Is Haiti Aid Money Being Spent Quickly Enough?

You may have seen or heard about a report on the Wednesday, May 12 edition of the CBS Evening News titled “Following the Aid Money to Haiti.” The piece looked at the top five U.S. aid agencies that have raised the most money for Haiti and how much they’ve spent so far. The implication is that these aid agencies, including Catholic Relief Services, are not spending the money given by U.S. donors fast enough, and as a result, people in Haiti are being neglected. That’s not true.

This is far from telling the whole story.

–       All CRS Haiti donations will be spent on Haiti relief, recovery and rebuilding per CRS donor expectations.

–       CRS does not “hold back” money or neglect those in immediate need.

–       CRS provides donors with a thorough accounting of donations and expenses

–       Because CRS also provides beneficiaries with non-monetary donations, such as large amounts of food, we’re actually providing more aid than is reflected in early financial reports

–       CRS has been in Haiti for 55 years. Most of our employees there are Haitians. They and CRS will continue relief and recovery work long after the media spotlight fades.

The contention by the reporter is that these aid agencies are “holding back” money to use for long-term reconstruction programs. In fact, CRS is not “holding back” anything. We are doing everything we can to save lives and help people regain a sense of stability and human dignity. The emergency phase is still ongoing and we’re still helping people to meet their basic needs for food, clean water, shelter, basic health and other needs. We do everything we can in the emergency phase to save lives. We spend as much as we responsibly can under the difficult conditions in which we work, taking into account factors such as fiscal responsibility and accountability, organizational capacity, programming quality, and security.

In addition, the money that will be spent over the next several years will go toward projects that will enhance the lives of people living in Port-au-Prince over the long term. For example, St. Francois de Sales hospital, located downtown, was a major provider of health services before it was nearly destroyed in the earthquake. It will cost about $40 million to rebuild, and CRS has committed to paying for nearly half of the cost. This is a project that will benefit countess Haitians with vitally needed health care for decades after its completion.

The CBS piece also says nothing about what we’ve accomplished so far in Haiti. In the months since the earthquake, CRS has accomplished a great deal:

Another misleading aspect of the CBS News report is that it equates “spending” with the value of services actually received by those most in need. While some agencies “spend” money by sending it to other agencies who have a physical presence in Haiti, this does not translate into less hunger or better shelter for those affected by the earthquake. CRS and its partners have the staff, experience and infrastructure to do the actual distribution of food and supplies, build temporary shelter, deliver health care and other badly needed services.  We don’t consider funds to be “spent” until the assistance has been delivered.     

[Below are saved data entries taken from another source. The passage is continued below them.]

// src/spin_field.rs
//
// Per-site spin orientation state: the spin vector array, the
// active/inactive site partition, and the single-site trial/restore
// primitives the Monte Carlo sweep builds on.
//
// Inactive sites keep their orientation and still enter every energy and
// field sum as fixed sources; they are simply never selected for updates.
// Used for boundary pinning and defect studies.

use crate::error::SimError;
use crate::rng::RandomSource;
use crate::vec3::{self, PRECISION};

/// Spin model variants. Heisenberg spins are free unit vectors on the
/// sphere; Ising spins are restricted to the +-x axis.
#[derive(Debug, Clone, Copy, PartialEq, Eq, serde::Serialize, serde::Deserialize)]
#[serde(rename_all = "snake_case")]
pub enum SpinModel {
    Heisenberg,
    Ising,
}

/// One Fourier component of a multi-q spin texture:
/// contribution(r) = cos(k.r) * cos_amplitude + sin(k.r) * sin_amplitude.
#[derive(Debug, Clone, Copy, serde::Serialize, serde::Deserialize)]
pub struct SpiralComponent {
    pub k: [f64; 3],
    pub cos_amplitude: [f64; 3],
    pub sin_amplitude: [f64; 3],
}

#[derive(Debug, Clone)]
pub struct SpinField {
    model: SpinModel,
    spins: Vec<[f64; 3]>,
    /// Cone width for local trial moves; `None` draws a fully random
    /// direction on the sphere for every trial.
    trial_sigma: Option<f64>,
    active: Vec<usize>,
    inactive: Vec<usize>,
    /// Per-site (is_active, position within its list). Keeps partition
    /// moves O(1).
    slot: Vec<(bool, usize)>,
    /// One-slot undo cache for the pending trial move.
    pending: Option<(usize, [f64; 3])>,
}

impl SpinField {
    /// All sites start active, aligned along +z (Heisenberg) or +x (Ising).
    pub fn new(model: SpinModel, sites: usize) -> Self {
        let rest = match model {
            SpinModel::Heisenberg => [0.0, 0.0, 1.0],
            SpinModel::Ising => [1.0, 0.0, 0.0],
        };
        Self {
            model,
            spins: vec![rest; sites],
            trial_sigma: None,
            active: (0..sites).collect(),
            inactive: Vec::new(),
            slot: (0..sites).map(|i| (true, i)).collect(),
            pending: None,
        }
    }

    pub fn model(&self) -> SpinModel {
        self.model
    }

    pub fn len(&self) -> usize {
        self.spins.len()
    }

    pub fn is_empty(&self) -> bool {
        self.spins.is_empty()
    }

    pub fn spins(&self) -> &[[f64; 3]] {
        &self.spins
    }

    pub fn spin(&self, site: usize) -> Result<[f64; 3], SimError> {
        self.check_site(site)?;
        Ok(self.spins[site])
    }

    /// Overwrite one site's orientation (normalized, projected for Ising).
    /// Clears any pending trial.
    pub fn set_spin(&mut self, site: usize, spin: [f64; 3]) -> Result<(), SimError> {
        self.check_site(site)?;
        self.spins[site] = self.constrain(vec3::normalize(spin)?);
        self.pending = None;
        Ok(())
    }

    /// Replace the whole array (e.g. after an LLG commit). Lengths must
    /// match; vectors are taken as-is (the integrator renormalizes).
    pub fn overwrite_spins(&mut self, spins: &[[f64; 3]]) -> Result<(), SimError> {
        if spins.len() != self.spins.len() {
            return Err(SimError::InvalidConfig(format!(
                "spin array length {} does not match lattice size {}",
                spins.len(),
                self.spins.len()
            )));
        }
        self.spins.copy_from_slice(spins);
        self.pending = None;
        Ok(())
    }

    /// Width of the Gaussian cone for local trial moves, or `None` for
    /// global sphere draws (the default).
    pub fn set_trial_sigma(&mut self, sigma: Option<f64>) {
        self.trial_sigma = sigma.filter(|s| *s > 0.0);
    }

    fn check_site(&self, site: usize) -> Result<(), SimError> {
        if site >= self.spins.len() {
            return Err(SimError::SiteOutOfRange {
                site,
                len: self.spins.len(),
            });
        }
        Ok(())
    }

    fn constrain(&self, spin: [f64; 3]) -> [f64; 3] {
        match self.model {
            SpinModel::Heisenberg => spin,
            SpinModel::Ising => {
                if spin[0] >= 0.0 {
                    [1.0, 0.0, 0.0]
                } else {
                    [-1.0, 0.0, 0.0]
                }
            }
        }
    }

    // -----------------------------------------------------------
    // Initializers
    // -----------------------------------------------------------

    /// Reinitialize every site with a random orientation and mark all
    /// sites active.
    pub fn random_orientation(&mut self, rng: &mut RandomSource) {
        for i in 0..self.spins.len() {
            self.spins[i] = match self.model {
                SpinModel::Heisenberg => rng.unit_sphere(),
                SpinModel::Ising => {
                    if rng.uniform() < 0.5 {
                        [1.0, 0.0, 0.0]
                    } else {
                        [-1.0, 0.0, 0.0]
                    }
                }
            };
        }
        self.all_active();
        self.pending = None;
    }

    /// Uniform alignment along `direction`.
    pub fn set_ferromagnet(&mut self, direction: [f64; 3]) -> Result<(), SimError> {
        let d = self.constrain(vec3::normalize(direction)?);
        for s in &mut self.spins {
            *s = d;
        }
        self.pending = None;
        Ok(())
    }

    /// Multi-q texture from explicit Fourier components; the per-site sum
    /// is normalized (zero sums are a typed error, not a silent default).
    pub fn set_spin_spiral(
        &mut self,
        coords: &[[f64; 3]],
        components: &[SpiralComponent],
    ) -> Result<(), SimError> {
        if coords.len() != self.spins.len() {
            return Err(SimError::InvalidConfig(
                "coordinate array does not match spin field size".to_string(),
            ));
        }
        for (i, r) in coords.iter().enumerate() {
            let mut sum = [0.0; 3];
            for c in components {
                let phase = vec3::dot(c.k, *r);
                sum = vec3::add(sum, vec3::scale(c.cos_amplitude, phase.cos()));
                sum = vec3::add(sum, vec3::scale(c.sin_amplitude, phase.sin()));
            }
            self.spins[i] = self.constrain(vec3::normalize(sum)?);
        }
        self.pending = None;
        Ok(())
    }

    /// Single-q spiral from wave vector, origin, and helicity angle.
    /// helicity 0 gives a Neel (cycloidal) spiral rotating in the plane
    /// spanned by z and k; helicity pi/2 gives a Bloch (helical) spiral
    /// rotating in the plane perpendicular to k.
    pub fn set_spin_spiral_k(
        &mut self,
        coords: &[[f64; 3]],
        k: [f64; 3],
        origin: [f64; 3],
        helicity: f64,
    ) -> Result<(), SimError> {
        if coords.len() != self.spins.len() {
            return Err(SimError::InvalidConfig(
                "coordinate array does not match spin field size".to_string(),
            ));
        }
        let k_hat = vec3::normalize(k)?;
        let z = [0.0, 0.0, 1.0];
        let in_plane = vec3::add(
            vec3::scale(k_hat, helicity.cos()),
            vec3::scale(vec3::cross(z, k_hat), helicity.sin()),
        );
        let in_plane = vec3::normalize(in_plane)?;
        for (i, r) in coords.iter().enumerate() {
            let phase = vec3::dot(k, vec3::sub(*r, origin));
            let s = vec3::add(
                vec3::scale(z, phase.cos()),
                vec3::scale(in_plane, phase.sin()),
            );
            self.spins[i] = self.constrain(vec3::normalize(s)?);
        }
        self.pending = None;
        Ok(())
    }

    /// Vector sum over all sites (active and inactive alike).
    pub fn magnetisation(&self) -> [f64; 3] {
        let mut m = [0.0; 3];
        for s in &self.spins {
            m = vec3::add(m, *s);
        }
        m
    }

    // -----------------------------------------------------------
    // Trial moves
    // -----------------------------------------------------------

    /// Propose and apply a random trial orientation at `site`, caching the
    /// previous value for a possible restore. A second call overwrites the
    /// cache (the earlier trial counts as accepted).
    pub fn single_orientation(
        &mut self,
        site: usize,
        rng: &mut RandomSource,
    ) -> Result<(), SimError> {
        self.check_site(site)?;
        let old = self.spins[site];
        let trial = match self.model {
            SpinModel::Ising => vec3::scale(old, -1.0),
            SpinModel::Heisenberg => match self.trial_sigma {
                None => rng.unit_sphere(),
                // local move: Gaussian kick in the tangent space, then
                // renormalize
                Some(sigma) => {
                    let kick = vec3::scale(rng.normal3(), sigma);
                    vec3::normalize_or(vec3::add(old, kick), old)
                }
            },
        };
        self.spins[site] = trial;
        self.pending = Some((site, old));
        Ok(())
    }

    /// Revert the last trial move. Valid exactly once per trial.
    pub fn restore_single_orientation(&mut self) -> Result<(), SimError> {
        let (site, old) = self.pending.take().ok_or(SimError::NoPendingTrial)?;
        self.spins[site] = old;
        Ok(())
    }

    // -----------------------------------------------------------
    // Active/inactive partition
    // -----------------------------------------------------------

    pub fn active_sites(&self) -> &[usize] {
        &self.active
    }

    pub fn inactive_sites(&self) -> &[usize] {
        &self.inactive
    }

    pub fn is_active(&self, site: usize) -> Result<bool, SimError> {
        self.check_site(site)?;
        Ok(self.slot[site].0)
    }

    pub fn set_active_site(&mut self, site: usize) -> Result<(), SimError> {
        self.check_site(site)?;
        if !self.slot[site].0 {
            self.remove_from(site, false);
            self.slot[site] = (true, self.active.len());
            self.active.push(site);
        }
        Ok(())
    }

    pub fn set_inactive_site(&mut self, site: usize) -> Result<(), SimError> {
        self.check_site(site)?;
        if self.slot[site].0 {
            self.remove_from(site, true);
            self.slot[site] = (false, self.inactive.len());
            self.inactive.push(site);
        }
        Ok(())
    }

    /// Mark every site active (also the documented fallback when a spin
    /// file carries activity values other than 0/1).
    pub fn all_active(&mut self) {
        self.active.clear();
        self.active.extend(0..self.spins.len());
        self.inactive.clear();
        for (i, s) in self.slot.iter_mut().enumerate() {
            *s = (true, i);
        }
    }

    fn remove_from(&mut self, site: usize, from_active: bool) {
        let pos = self.slot[site].1;
        let list = if from_active {
            &mut self.active
        } else {
            &mut self.inactive
        };
        list.swap_remove(pos);
        if pos < list.len() {
            let moved = list[pos];
            self.slot[moved].1 = pos;
        }
    }
}

/// True when every component pair agrees within PRECISION.
pub fn spins_close(a: [f64; 3], b: [f64; 3]) -> bool {
    vec3::dist2(a, b) < PRECISION * PRECISION
}

#[cfg(test)]
mod tests {
    use super::*;

    #[test]
    fn partition_stays_disjoint_and_exhaustive() {
        let mut field = SpinField::new(SpinModel::Heisenberg, 10);
        field.set_inactive_site(3).unwrap();
        field.set_inactive_site(7).unwrap();
        field.set_active_site(3).unwrap();
        field.set_inactive_site(0).unwrap();

        let mut seen = vec![0u32; 10];
        for &i in field.active_sites() {
            seen[i] += 1;
        }
        for &i in field.inactive_sites() {
            seen[i] += 1;
        }
        assert!(seen.iter().all(|&c| c == 1), "partition broke: {seen:?}");
        assert_eq!(field.inactive_sites().len(), 2);
        assert!(!field.is_active(0).unwrap());
        assert!(field.is_active(3).unwrap());
    }

    #[test]
    fn restore_reverts_exactly_one_trial() {
        let mut field = SpinField::new(SpinModel::Heisenberg, 4);
        let mut rng = RandomSource::from_seed(11);
        let before = field.spin(2).unwrap();
        field.single_orientation(2, &mut rng).unwrap();
        field.restore_single_orientation().unwrap();
        assert_eq!(field.spin(2).unwrap(), before);
        assert!(matches!(
            field.restore_single_orientation(),
            Err(SimError::NoPendingTrial)
        ));
    }

    #[test]
    fn ising_trials_flip_along_x() {
        let mut field = SpinField::new(SpinModel::Ising, 3);
        let mut rng = RandomSource::from_seed(1);
        field.single_orientation(1, &mut rng).unwrap();
        assert_eq!(field.spin(1).unwrap(), [-1.0, 0.0, 0.0]);
        field.single_orientation(1, &mut rng).unwrap();
        assert_eq!(field.spin(1).unwrap(), [1.0, 0.0, 0.0]);
    }

    #[test]
    fn cone_restricted_trials_stay_local() {
        let mut field = SpinField::new(SpinModel::Heisenberg, 1);
        field.set_trial_sigma(Some(0.05));
        let mut rng = RandomSource::from_seed(2);
        for _ in 0..200 {
            let before = field.spin(0).unwrap();
            field.single_orientation(0, &mut rng).unwrap();
            let after = field.spin(0).unwrap();
            assert!(
                vec3::dot(before, after) > 0.8,
                "cone move jumped: {before:?} -> {after:?}"
            );
        }
    }

    #[test]
    fn ferromagnet_magnetisation_is_extensive() {
        let mut field = SpinField::new(SpinModel::Heisenberg, 5);
        field.set_ferromagnet([0.0, 0.0, 2.0]).unwrap();
        let m = field.magnetisation();
        assert!(spins_close(m, [0.0, 0.0, 5.0]));
    }

    #[test]
    fn fourier_components_superpose_and_normalize() {
        let mut field = SpinField::new(SpinModel::Heisenberg, 2);
        let coords = [[0.0; 3], [1.0, 0.0, 0.0]];
        // uniform x component plus a k = pi wave along z: site 0 sees
        // x + z, site 1 sees x - z, both normalized
        let components = [
            SpiralComponent {
                k: [0.0; 3],
                cos_amplitude: [1.0, 0.0, 0.0],
                sin_amplitude: [0.0; 3],
            },
            SpiralComponent {
                k: [std::f64::consts::PI, 0.0, 0.0],
                cos_amplitude: [0.0, 0.0, 1.0],
                sin_amplitude: [0.0; 3],
            },
        ];
        field.set_spin_spiral(&coords, &components).unwrap();
        let r = std::f64::consts::FRAC_1_SQRT_2;
        assert!(spins_close(field.spin(0).unwrap(), [r, 0.0, r]));
        assert!(spins_close(field.spin(1).unwrap(), [r, 0.0, -r]));
    }

    #[test]
    fn bloch_spiral_rotates_perpendicular_to_k() {
        let mut field = SpinField::new(SpinModel::Heisenberg, 4);
        let coords: Vec<[f64; 3]> = (0..4).map(|i| [i as f64, 0.0, 0.0]).collect();
        let k = [std::f64::consts::FRAC_PI_2, 0.0, 0.0];
        field
            .set_spin_spiral_k(&coords, k, [0.0; 3], std::f64::consts::FRAC_PI_2)
            .unwrap();
        // phase advances by pi/2 per site: z, y, -z, -y
        assert!(spins_close(field.spin(0).unwrap(), [0.0, 0.0, 1.0]));
        assert!(spins_close(field.spin(1).unwrap(), [0.0, 1.0, 0.0]));
        assert!(spins_close(field.spin(2).unwrap(), [0.0, 0.0, -1.0]));
        assert!(spins_close(field.spin(3).unwrap(), [0.0, -1.0, 0.0]));
    }
}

The type of work we do is exemplified in CRS’ response to the 2004 tsunami, similar in scope to the Haiti quake. We spent five years working in Indonesia and did not end our project there until we were satisfied tsunami survivors could stand on their own.  The amount of money we’ve spent in Haiti to date is comparable to the amount we spent for the tsunami relief effort at the same point in that response.

A further point to understand is the difference between funds “spent” and the value of the relief efforts that have been delivered. As a highly respected aid agency with a long record of efficiency and excellence, CRS has the ability to not only raise funds for emergency responses but to also raise donations in the form of food commodities, supplies, services and other material resources. This in-kind support is not completely captured in the budget information reported in the CBS segment. Thus the value of the assistance CRS has provided to date far exceeds the amount of funds that have been spent. Relief efforts require both material and financial support. An accurate portrayal of levels of assistance includes both. Let me give you a couple of examples:

Most of the 10.6 million rations of food distributed by CRS came from other donors, including the U.S. government . These donations enabled us to mount a very quick and robust response to the earthquake. We  had food from the U.S. government’s Food For Peace program in our warehouses in Haiti and we were able to immediately begin distributing that in the days after the earthquake. Because the rations were provided as food, CRS did not need to spend additional funds for them.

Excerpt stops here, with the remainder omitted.